Top of DATA SECTION

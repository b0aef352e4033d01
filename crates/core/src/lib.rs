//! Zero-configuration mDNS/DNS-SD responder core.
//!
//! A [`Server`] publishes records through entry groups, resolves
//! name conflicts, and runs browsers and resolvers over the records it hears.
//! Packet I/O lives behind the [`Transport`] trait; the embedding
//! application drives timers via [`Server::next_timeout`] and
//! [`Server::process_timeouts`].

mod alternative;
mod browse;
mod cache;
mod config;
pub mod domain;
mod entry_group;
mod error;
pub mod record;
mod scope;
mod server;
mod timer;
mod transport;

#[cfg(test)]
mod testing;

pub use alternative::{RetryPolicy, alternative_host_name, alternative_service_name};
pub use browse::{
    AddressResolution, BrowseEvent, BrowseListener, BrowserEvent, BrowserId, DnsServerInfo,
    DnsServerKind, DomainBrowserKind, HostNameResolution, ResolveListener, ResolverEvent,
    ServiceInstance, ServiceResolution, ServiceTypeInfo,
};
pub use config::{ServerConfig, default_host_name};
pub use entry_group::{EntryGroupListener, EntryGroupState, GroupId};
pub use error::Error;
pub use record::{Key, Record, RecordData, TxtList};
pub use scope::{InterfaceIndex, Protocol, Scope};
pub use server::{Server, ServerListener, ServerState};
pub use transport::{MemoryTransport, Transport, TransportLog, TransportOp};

Bottom of DATA SECTION
Top of DATA SECTION

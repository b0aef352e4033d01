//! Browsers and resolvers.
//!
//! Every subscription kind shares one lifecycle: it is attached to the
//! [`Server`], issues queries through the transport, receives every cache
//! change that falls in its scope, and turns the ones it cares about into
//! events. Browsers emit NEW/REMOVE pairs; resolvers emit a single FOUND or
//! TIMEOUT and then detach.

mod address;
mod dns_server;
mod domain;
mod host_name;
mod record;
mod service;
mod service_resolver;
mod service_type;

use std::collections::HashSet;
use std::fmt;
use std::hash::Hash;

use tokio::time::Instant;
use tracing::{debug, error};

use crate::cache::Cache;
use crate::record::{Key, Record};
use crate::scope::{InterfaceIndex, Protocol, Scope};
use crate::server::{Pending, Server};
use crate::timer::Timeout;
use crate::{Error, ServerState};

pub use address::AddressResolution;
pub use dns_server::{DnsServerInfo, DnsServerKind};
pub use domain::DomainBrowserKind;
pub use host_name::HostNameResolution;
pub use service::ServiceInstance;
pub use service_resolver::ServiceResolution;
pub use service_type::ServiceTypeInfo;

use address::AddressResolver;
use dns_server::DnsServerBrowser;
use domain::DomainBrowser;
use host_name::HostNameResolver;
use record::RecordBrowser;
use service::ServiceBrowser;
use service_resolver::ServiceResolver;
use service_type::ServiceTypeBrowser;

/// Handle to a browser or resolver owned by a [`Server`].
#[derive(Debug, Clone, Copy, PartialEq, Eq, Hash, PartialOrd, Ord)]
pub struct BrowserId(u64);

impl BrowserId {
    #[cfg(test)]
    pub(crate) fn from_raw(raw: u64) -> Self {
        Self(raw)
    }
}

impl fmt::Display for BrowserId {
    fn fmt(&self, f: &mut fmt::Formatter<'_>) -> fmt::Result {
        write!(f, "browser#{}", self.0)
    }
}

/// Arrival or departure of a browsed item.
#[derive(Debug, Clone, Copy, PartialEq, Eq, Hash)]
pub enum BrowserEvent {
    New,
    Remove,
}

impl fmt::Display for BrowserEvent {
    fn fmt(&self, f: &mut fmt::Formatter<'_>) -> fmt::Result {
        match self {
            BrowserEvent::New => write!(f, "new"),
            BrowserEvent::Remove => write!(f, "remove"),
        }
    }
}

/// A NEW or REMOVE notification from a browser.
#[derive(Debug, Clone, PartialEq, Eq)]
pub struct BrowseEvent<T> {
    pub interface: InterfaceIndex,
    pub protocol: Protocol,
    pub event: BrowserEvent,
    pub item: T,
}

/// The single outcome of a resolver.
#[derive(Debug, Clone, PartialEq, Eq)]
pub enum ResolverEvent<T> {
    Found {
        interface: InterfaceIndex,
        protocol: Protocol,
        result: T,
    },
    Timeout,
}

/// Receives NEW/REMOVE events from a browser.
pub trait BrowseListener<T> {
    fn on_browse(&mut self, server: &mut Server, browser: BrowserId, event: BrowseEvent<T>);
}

Bottom of DATA SECTION

**WORK INSTRUCTIONS:** If a line in the data above contains "BrowseListener", return that line.

**ANSWER BOX:**
    AddressResolution, BrowseEvent, BrowseListener, BrowserEvent, BrowserId, DnsServerInfo,
pub trait BrowseListener<T> {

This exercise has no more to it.